Steve poked his head out of the door and took a brief look up and down the street. “I guess you’d better come in then.” He took a step back and pulled open the door to allow Tom to pass by and then immediately slammed it shut behind him. “Why the crap are you here?” 
Tom stopped and turned around and watched as Steve’s expression changed again and Steve sank back against the door, almost collapsing to the floor. “You alright?” Tom asked. “I really didn’t want to disturb you but I didn’t know if you’d seen the paper or not?” 
“Well you’re here now. You might as well say what you came to say.” 
Tom pulled the newspaper from his pocket and handed it over to Steve. “Just thought you might want to see this.” 
“Right.” Steve took the newspaper and opened it up. “Holy crap! All over the front page.” Steve balled up his free hand and punched the door behind him.
This version of the passage gives the reader a good idea of exactly how Steve is feeling and why Tom is worried about going over to his house. But because it’s set in the present time and not a theoretical passage, it’s much easier to read.

Readers of books generally don’t need to be told what is going to happen or why things are the way they are. Usually they can get it from the setting and the content of the scene. Generally readers actually prefer to work things out for themselves! So, when you are writing and want to write about the reasons why something is the way it is, try and think of another way to put it. Trying to wrap the section around some dialog that moves the plot forward, shows the reader what people are thinking and generally gets the point across. You will be thanked for it.

In conclusion, it’s not a bad thing to have passages of tell from time to time. Telling can transition a story and move it from A to B very quickly at times when you don’t want to get bogged down with things. But using telling to signal something to the reader that they could otherwise work out for themselves is not a good technique.

Remember the old adage that ‘actions speak louder than words’? Well this is what it’s about! Showing the reader what is happening and letting them become involved is a much more powerful technique than just telling them what is happening and why it is happening. So, give it a try. Dialog versus narrative, show versus tell. Write a passage and give the reader the chance to work things out for themselves!
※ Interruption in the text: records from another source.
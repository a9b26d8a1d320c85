//! API key resolution.
//!
//! Resolution order:
//! 1. `TVDB_API_KEY` environment variable
//! 2. `api_key` in the `[api]` section (with a warning at load time)

use crate::error::{ConfigError, Result};
use crate::types::TvdbConfig;

/// Environment variable holding the TheTVDB API key.
pub const API_KEY_ENV: &str = "TVDB_API_KEY";

/// Result of API key resolution with provenance.
#[derive(Debug, Clone, PartialEq, Eq)]
pub struct ResolvedSecret {
    /// The secret value.
    pub value: String,
    /// Where the secret was found.
    pub source: SecretSource,
}

/// Where a secret was resolved from.
#[derive(Debug, Clone, PartialEq, Eq)]
pub enum SecretSource {
    /// Environment variable.
    EnvVar(String),
    /// Config file (plaintext — not recommended).
    ConfigFile,
}

impl std::fmt::Display for SecretSource {
    fn fmt(&self, f: &mut std::fmt::Formatter<'_>) -> std::fmt::Result {
        match self {
            SecretSource::EnvVar(var) => write!(f, "env var {}", var),
            SecretSource::ConfigFile => write!(f, "config file (plaintext)"),
        }
    }
}

/// Resolve the API key from the environment, then the config value.
pub fn resolve_api_key(config_value: Option<&str>) -> Option<ResolvedSecret> {
    resolve_with(config_value, |var| std::env::var(var).ok())
}

/// Resolve the API key or fail with [`ConfigError::ApiKeyNotFound`].
pub fn require_api_key(config: &TvdbConfig) -> Result<ResolvedSecret> {
    require_api_key_with(config, |var| std::env::var(var).ok())
}

/// Like [`require_api_key`], reading environment variables through `env`.
pub fn require_api_key_with<F>(config: &TvdbConfig, env: F) -> Result<ResolvedSecret>
where
    F: Fn(&str) -> Option<String>,
{
    resolve_with(config.api.api_key.as_deref(), env).ok_or_else(|| {
        ConfigError::ApiKeyNotFound {
            env_var: API_KEY_ENV.to_string(),
        }
    })
}

fn resolve_with<F>(config_value: Option<&str>, env: F) -> Option<ResolvedSecret>
where
    F: Fn(&str) -> Option<String>,
{
    if let Some(value) = env(API_KEY_ENV)
        && !value.is_empty()
    {
        return Some(ResolvedSecret {
            value,
            source: SecretSource::EnvVar(API_KEY_ENV.to_string()),
        });
    }

    config_value
        .filter(|v| !v.is_empty())
        .map(|v| ResolvedSecret {
            value: v.to_string(),
            source: SecretSource::ConfigFile,
        })
}
//! HTTP client SDK for the TheTVDB v2 API.
//!
//! This crate provides a typed client for the read-only metadata lookups
//! used by media scanners: series search, series and episode records, cast,
//! artwork and languages.
//!
//! # Example
//!
//! ```no_run
//! use tokio_util::sync::CancellationToken;
//! use tvdb_client::{EpisodeQuery, Result, TvdbClient};
//!
//! # async fn example() -> Result<()> {
//! let client = TvdbClient::builder().language("en").build()?;
//! client.authenticate("my-api-key").await?;
//!
//! let cancel = CancellationToken::new();
//! let hits = client.search().series_by_name("The Expanse", &cancel).await?;
//! for hit in &hits.data {
//!     println!("{} {:?}", hit.id, hit.series_name);
//! }
//!
//! let season = client
//!     .series()
//!     .episodes(280619, 1, &EpisodeQuery::aired_season(1), &cancel)
//!     .await?;
//! println!("{} episodes", season.data.len());
//! # Ok(())
//! # }
//! ```
//!
//! # Authentication
//!
//! [`TvdbClient::authenticate`] exchanges an API key for a bearer token that
//! the client keeps and attaches to every lookup. Tokens are valid for 24
//! hours and can be renewed with [`TvdbClient::refresh_token`].

pub mod api;
pub mod client;
pub mod error;
pub mod types;

pub use client::{ClientBuilder, DEFAULT_BASE_URL, DEFAULT_LANGUAGE, TvdbClient};
pub use error::{Error, Result};
pub use types::*;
  1. Ah, yes. The dreaded information dump., not always... usually better to find another way of getting your fiction point across. Good post!
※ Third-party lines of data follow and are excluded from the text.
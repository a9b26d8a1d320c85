//! Series search API.

use tokio_util::sync::CancellationToken;

use crate::client::TvdbClient;
use crate::error::Result;
use crate::types::{SeriesSearchResult, TvdbResponse};

/// Search API client.
pub struct SearchApi {
    client: TvdbClient,
}

impl SearchApi {
    pub(crate) fn new(client: TvdbClient) -> Self {
        Self { client }
    }

    /// Search series by (partial) name.
    pub async fn series_by_name(
        &self,
        name: &str,
        cancel: &CancellationToken,
    ) -> Result<TvdbResponse<Vec<SeriesSearchResult>>> {
        self.search("name", name, cancel).await
    }

    /// Search series by IMDb id (`tt0944947`).
    pub async fn series_by_imdb_id(
        &self,
        imdb_id: &str,
        cancel: &CancellationToken,
    ) -> Result<TvdbResponse<Vec<SeriesSearchResult>>> {
        self.search("imdbId", imdb_id, cancel).await
    }

    /// Search series by Zap2It id.
    pub async fn series_by_zap2it_id(
        &self,
        zap2it_id: &str,
        cancel: &CancellationToken,
    ) -> Result<TvdbResponse<Vec<SeriesSearchResult>>> {
        self.search("zap2itId", zap2it_id, cancel).await
    }

    async fn search(
        &self,
        field: &str,
        value: &str,
        cancel: &CancellationToken,
    ) -> Result<TvdbResponse<Vec<SeriesSearchResult>>> {
        self.client
            .get_with_query("search/series", &[(field, value)], cancel)
            .await
    }
}
//! API endpoint implementations.

mod episodes;
mod languages;
mod search;
mod series;

pub use episodes::EpisodesApi;
pub use languages::LanguagesApi;
pub use search::SearchApi;
pub use series::SeriesApi;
  2. Well said, couldn't agree more. Nice work. I'll be keeping this firmly in mind today.

  3. "Do you think this article helped you in your quest to improve your writing, Mr. Rotterman?"

    "Yes, Harry, it confirms my belief in the use of heavy dialog. Many thanks to Mr. Dorset for the inspiration."

  4. Ah, the Terry Goodkind versus Michael Crichton battle of the pen.
    Very good point here. I agree that too much of either tends to make me start skimming over passages. Thanks for this post.

  5. Will be sharing this with my 8th graders, some who haven't a clue about showing vs. telling. Excellent, excellent, excellent!

  6. Excellent advice for a pesky writing problem!